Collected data

==================================================

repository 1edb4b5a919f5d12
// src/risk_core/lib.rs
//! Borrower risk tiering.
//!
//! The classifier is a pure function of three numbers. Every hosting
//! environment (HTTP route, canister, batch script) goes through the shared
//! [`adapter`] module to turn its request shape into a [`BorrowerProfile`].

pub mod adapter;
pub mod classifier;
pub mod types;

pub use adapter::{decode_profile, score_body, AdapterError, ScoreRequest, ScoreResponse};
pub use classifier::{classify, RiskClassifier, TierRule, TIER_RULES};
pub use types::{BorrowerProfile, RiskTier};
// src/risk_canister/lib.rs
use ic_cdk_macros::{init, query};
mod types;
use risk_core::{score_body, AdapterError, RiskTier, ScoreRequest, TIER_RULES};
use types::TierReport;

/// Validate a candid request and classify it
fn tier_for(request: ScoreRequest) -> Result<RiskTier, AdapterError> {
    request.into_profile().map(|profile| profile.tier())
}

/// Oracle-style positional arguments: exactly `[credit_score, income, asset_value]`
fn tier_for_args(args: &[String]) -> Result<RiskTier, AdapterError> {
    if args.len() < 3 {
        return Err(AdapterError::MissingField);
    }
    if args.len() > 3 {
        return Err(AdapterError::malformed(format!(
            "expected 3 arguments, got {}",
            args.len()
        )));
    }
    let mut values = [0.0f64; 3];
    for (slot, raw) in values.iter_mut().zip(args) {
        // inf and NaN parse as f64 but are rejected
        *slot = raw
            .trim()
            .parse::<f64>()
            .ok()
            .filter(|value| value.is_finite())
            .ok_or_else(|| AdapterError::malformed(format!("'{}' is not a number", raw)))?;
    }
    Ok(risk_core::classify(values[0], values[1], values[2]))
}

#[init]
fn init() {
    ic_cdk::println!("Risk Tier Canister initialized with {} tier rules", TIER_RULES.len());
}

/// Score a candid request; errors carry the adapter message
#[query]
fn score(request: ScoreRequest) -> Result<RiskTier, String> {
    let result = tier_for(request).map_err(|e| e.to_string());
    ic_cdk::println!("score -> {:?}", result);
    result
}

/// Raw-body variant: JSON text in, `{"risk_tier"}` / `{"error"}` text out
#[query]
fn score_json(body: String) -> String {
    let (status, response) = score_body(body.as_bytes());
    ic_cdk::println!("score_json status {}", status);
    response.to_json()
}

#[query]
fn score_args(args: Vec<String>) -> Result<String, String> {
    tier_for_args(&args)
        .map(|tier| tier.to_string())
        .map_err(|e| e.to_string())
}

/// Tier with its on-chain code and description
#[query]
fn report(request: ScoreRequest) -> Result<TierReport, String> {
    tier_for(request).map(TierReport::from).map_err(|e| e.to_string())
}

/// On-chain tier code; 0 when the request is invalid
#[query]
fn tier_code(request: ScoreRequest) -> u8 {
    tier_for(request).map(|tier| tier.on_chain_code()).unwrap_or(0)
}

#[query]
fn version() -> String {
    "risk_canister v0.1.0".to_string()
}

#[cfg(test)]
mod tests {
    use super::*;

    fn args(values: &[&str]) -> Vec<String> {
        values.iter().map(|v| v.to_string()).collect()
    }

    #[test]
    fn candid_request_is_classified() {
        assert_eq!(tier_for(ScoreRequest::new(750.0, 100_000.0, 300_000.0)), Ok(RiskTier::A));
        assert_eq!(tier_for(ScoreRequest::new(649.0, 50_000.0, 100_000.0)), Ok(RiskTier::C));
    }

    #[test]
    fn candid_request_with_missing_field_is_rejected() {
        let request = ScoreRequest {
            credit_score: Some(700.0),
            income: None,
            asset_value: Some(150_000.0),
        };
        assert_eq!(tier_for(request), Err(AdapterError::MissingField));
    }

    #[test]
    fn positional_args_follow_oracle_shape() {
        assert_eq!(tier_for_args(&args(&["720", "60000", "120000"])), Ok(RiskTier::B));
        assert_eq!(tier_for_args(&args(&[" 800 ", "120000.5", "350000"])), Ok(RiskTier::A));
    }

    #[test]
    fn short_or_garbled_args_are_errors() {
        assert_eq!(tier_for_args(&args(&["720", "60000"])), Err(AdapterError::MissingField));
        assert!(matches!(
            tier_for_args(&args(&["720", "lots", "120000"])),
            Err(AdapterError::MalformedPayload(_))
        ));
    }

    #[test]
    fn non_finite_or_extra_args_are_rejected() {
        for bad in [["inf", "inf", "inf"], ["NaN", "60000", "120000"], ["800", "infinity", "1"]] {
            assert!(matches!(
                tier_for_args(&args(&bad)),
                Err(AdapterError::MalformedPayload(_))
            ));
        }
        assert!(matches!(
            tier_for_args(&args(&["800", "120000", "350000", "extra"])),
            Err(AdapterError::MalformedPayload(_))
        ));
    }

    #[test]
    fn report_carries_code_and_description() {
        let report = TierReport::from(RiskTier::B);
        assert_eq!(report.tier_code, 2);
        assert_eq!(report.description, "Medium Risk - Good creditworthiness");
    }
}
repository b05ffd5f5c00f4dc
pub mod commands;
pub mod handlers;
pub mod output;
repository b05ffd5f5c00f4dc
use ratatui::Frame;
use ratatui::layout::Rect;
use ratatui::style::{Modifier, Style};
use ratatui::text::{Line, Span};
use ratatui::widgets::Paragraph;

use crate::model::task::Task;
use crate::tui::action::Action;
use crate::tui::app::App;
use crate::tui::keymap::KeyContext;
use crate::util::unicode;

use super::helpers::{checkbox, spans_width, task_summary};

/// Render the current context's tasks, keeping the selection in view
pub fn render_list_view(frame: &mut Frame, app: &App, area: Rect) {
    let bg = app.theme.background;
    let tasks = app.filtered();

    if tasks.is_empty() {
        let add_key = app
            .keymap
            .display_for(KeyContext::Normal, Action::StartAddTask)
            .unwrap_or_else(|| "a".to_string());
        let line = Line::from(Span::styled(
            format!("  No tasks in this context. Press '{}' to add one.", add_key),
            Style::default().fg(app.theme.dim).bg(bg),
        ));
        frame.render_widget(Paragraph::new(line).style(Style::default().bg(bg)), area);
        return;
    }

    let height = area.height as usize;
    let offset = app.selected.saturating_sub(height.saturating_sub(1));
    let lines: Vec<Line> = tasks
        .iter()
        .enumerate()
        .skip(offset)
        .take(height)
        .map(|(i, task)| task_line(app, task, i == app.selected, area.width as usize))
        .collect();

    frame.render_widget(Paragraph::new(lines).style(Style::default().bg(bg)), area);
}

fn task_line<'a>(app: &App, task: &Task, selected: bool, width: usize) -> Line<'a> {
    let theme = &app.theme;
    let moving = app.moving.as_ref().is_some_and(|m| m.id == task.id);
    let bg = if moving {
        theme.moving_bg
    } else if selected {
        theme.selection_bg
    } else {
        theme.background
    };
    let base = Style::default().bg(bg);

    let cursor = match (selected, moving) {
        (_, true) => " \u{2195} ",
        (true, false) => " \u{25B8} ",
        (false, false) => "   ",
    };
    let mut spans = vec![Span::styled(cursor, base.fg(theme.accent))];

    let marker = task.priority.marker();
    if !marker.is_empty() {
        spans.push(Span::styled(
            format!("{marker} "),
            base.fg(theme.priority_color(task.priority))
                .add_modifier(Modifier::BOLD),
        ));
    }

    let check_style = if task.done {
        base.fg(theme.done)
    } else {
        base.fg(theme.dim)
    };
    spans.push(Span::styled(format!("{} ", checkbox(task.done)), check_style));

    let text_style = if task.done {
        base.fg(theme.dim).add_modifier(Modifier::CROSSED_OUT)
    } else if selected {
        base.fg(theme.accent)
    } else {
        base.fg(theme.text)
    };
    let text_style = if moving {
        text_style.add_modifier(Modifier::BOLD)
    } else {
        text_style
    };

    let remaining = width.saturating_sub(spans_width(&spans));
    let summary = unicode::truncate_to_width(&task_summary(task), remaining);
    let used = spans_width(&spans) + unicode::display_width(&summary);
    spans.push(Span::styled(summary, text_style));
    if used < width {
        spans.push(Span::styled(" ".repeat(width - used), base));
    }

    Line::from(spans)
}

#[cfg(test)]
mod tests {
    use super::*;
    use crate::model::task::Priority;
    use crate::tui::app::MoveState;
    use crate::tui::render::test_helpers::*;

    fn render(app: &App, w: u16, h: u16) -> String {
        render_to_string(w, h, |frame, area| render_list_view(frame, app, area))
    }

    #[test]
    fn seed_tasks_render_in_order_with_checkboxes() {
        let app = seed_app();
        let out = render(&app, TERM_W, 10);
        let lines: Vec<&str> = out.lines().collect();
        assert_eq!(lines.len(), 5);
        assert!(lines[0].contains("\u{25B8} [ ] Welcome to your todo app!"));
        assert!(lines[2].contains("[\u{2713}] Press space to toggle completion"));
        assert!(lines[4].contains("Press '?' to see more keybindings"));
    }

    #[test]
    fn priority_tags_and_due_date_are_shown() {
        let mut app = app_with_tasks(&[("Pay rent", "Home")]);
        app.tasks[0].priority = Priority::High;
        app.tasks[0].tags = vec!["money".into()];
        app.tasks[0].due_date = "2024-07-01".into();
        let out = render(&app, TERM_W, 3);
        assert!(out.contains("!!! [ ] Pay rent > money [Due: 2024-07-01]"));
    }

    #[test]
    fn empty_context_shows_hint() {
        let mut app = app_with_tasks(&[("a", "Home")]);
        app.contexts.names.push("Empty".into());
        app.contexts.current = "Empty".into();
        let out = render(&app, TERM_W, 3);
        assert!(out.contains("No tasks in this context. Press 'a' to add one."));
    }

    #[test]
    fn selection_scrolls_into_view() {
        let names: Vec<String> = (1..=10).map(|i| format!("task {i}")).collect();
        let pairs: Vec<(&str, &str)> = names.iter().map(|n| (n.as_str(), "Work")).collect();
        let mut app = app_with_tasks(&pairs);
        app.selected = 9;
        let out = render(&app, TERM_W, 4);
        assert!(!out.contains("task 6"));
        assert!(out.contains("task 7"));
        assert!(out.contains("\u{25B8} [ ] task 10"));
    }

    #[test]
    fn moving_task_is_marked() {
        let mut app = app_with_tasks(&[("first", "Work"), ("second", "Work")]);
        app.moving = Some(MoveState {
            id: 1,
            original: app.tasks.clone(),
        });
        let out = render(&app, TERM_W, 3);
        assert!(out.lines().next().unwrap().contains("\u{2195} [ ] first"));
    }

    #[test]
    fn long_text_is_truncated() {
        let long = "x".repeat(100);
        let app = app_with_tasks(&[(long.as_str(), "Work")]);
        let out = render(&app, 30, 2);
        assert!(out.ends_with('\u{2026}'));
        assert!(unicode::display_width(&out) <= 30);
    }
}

==================================================

▶ _Work instruction_
Report every line of the entries that carries the word "BorrowerProfile".

▶ _Expected answer_
//! [`adapter`] module to turn its request shape into a [`BorrowerProfile`].
pub use types::{BorrowerProfile, RiskTier};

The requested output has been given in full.